Two cold-sensitive genes Cla020078 (CBF1) and Cla020702 (MYB) were chose to perform quantitative real-time PCR (qRT-PCR). Total RNA was extracted using a RNA extraction kit (Tiangen, Beijing, China) according to the supplier’s instructions. DNA contamination was removed using a purifying column. One microgram of total RNA was reverse-transcribed using the ReverTra Ace qPCR RT Kit (Toyobo, Osaka, Japan) following the supplier’s instructions. The gene-specific primers for qRT-PCR were designed based on their cDNA sequences, as follows: Cla020078 (F, AGCAGAGCCCTAACACAGGT; R, AATGGTCTTGAGTTGGG), Cla020702 (F, GATCCATTGACGGCACTAAC; R, TCGCTACAACGTCCTTCATC), and watermelon β-actin gene (F, CCATGTATGTTGCCATCCAG; R, GGATAGCATGGGGTAGAGCA) was used as an internal control (Kong et al., 2014 (link)). The qRT-PCR assays were performed using an iCycler Iq Multicolor PCR Detection System (Bio-Rad, Hercules, CA, USA).

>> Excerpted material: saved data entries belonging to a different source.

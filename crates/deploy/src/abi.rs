//! Hand-rolled ABI encoding for the handful of static calls this tool makes.
//!
//! Every parameter the Raffle and mock-coordinator interfaces use is a static
//! type (addresses, unsigned integers, bytes32), so encoding is a 4-byte
//! selector followed by left-padded 32-byte words. Dynamic types are out of
//! scope.

use alloy_core::primitives::{Address, B256, U256, keccak256};

/// A single statically-encoded ABI value.
#[derive(Debug, Clone, PartialEq, Eq)]
pub enum Token {
    /// `address`, left-padded to 32 bytes.
    Address(Address),
    /// Any `uintN` up to 256 bits, big-endian in a 32-byte word.
    Uint(U256),
    /// `bytes32`, stored as-is.
    FixedBytes(B256),
}

impl Token {
    /// Encode this token into its 32-byte ABI word.
    pub fn to_word(&self) -> [u8; 32] {
        let mut word = [0u8; 32];
        match self {
            Token::Address(addr) => word[12..].copy_from_slice(addr.as_slice()),
            Token::Uint(value) => word.copy_from_slice(&value.to_be_bytes::<32>()),
            Token::FixedBytes(bytes) => word.copy_from_slice(bytes.as_slice()),
        }
        word
    }
}

impl From<Address> for Token {
    fn from(addr: Address) -> Self {
        Token::Address(addr)
    }
}

impl From<U256> for Token {
    fn from(value: U256) -> Self {
        Token::Uint(value)
    }
}

impl From<B256> for Token {
    fn from(bytes: B256) -> Self {
        Token::FixedBytes(bytes)
    }
}

/// Compute the 4-byte function selector for a canonical signature,
/// e.g. `"addConsumer(uint64,address)"`.
pub fn selector(signature: &str) -> [u8; 4] {
    let hash = keccak256(signature.as_bytes());
    [hash[0], hash[1], hash[2], hash[3]]
}

/// Encode a sequence of static tokens (no selector). Used for constructor
/// arguments, which are appended raw to the creation bytecode.
pub fn encode_tokens(tokens: &[Token]) -> Vec<u8> {
    let mut encoded = Vec::with_capacity(tokens.len() * 32);
    for token in tokens {
        encoded.extend_from_slice(&token.to_word());
    }
    encoded
}

/// Encode a full call: selector of `signature` followed by the argument words.
pub fn encode_call(signature: &str, tokens: &[Token]) -> Vec<u8> {
    let mut data = Vec::with_capacity(4 + tokens.len() * 32);
    data.extend_from_slice(&selector(signature));
    data.extend_from_slice(&encode_tokens(tokens));
    data
}

/// Compute the topic hash of an event signature,
/// e.g. `"SubscriptionCreated(uint64,address)"`.
pub fn event_topic(signature: &str) -> B256 {
    keccak256(signature.as_bytes())
}

#[cfg(test)]
mod tests {
    use super::*;
    use alloy_core::primitives::address;

    #[test]
    fn test_known_selectors() {
        // Documented VRFCoordinatorV2 selectors.
        assert_eq!(hex::encode(selector("createSubscription()")), "a21a23e4");
        assert_eq!(hex::encode(selector("addConsumer(uint64,address)")), "7341c10c");
        // The classic ERC-20 transfer selector as a sanity anchor.
        assert_eq!(hex::encode(selector("transfer(address,uint256)")), "a9059cbb");
    }

    #[test]
    fn test_address_word_is_left_padded() {
        let token = Token::Address(address!("70997970C51812dc3A010C7d01b50e0d17dc79C8"));
        let word = token.to_word();
        assert_eq!(&word[..12], &[0u8; 12]);
        assert_eq!(
            hex::encode(word),
            "00000000000000000000000070997970c51812dc3a010c7d01b50e0d17dc79c8"
        );
    }

    #[test]
    fn test_uint_word() {
        let token = Token::Uint(U256::from(1_000_000_000_000_000_000u128));
        assert_eq!(
            hex::encode(token.to_word()),
            "0000000000000000000000000000000000000000000000000de0b6b3a7640000"
        );
    }

    #[test]
    fn test_fixed_bytes_word_is_verbatim() {
        let lane = B256::repeat_byte(0xab);
        assert_eq!(Token::FixedBytes(lane).to_word(), [0xab; 32]);
    }

    #[test]
    fn test_encode_call_layout() {
        let data = encode_call(
            "addConsumer(uint64,address)",
            &[
                Token::Uint(U256::from(1u64)),
                Token::Address(address!("70997970C51812dc3A010C7d01b50e0d17dc79C8")),
            ],
        );

        // Selector + 2 words.
        assert_eq!(data.len(), 4 + 64);
        assert_eq!(hex::encode(&data[..4]), "7341c10c");
        assert_eq!(
            hex::encode(&data[4..36]),
            "0000000000000000000000000000000000000000000000000000000000000001"
        );
    }

    #[test]
    fn test_encode_tokens_empty() {
        assert!(encode_tokens(&[]).is_empty());
        assert_eq!(encode_call("createSubscription()", &[]).len(), 4);
    }
}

PCRs were performed using the SYBR Premix ExTaq II (2×) Kit (Takara, Tokyo, Japan). The PCR conditions consisted of denaturation at 95°C for 3 min, followed by 40 cycles of denaturation at 95°C for 30 s, annealing at 58°C for 30 s, and extension at 72°C for 30 s. The quantification of mRNA levels was based on the method of Livak and Schmittgen (2001) (link).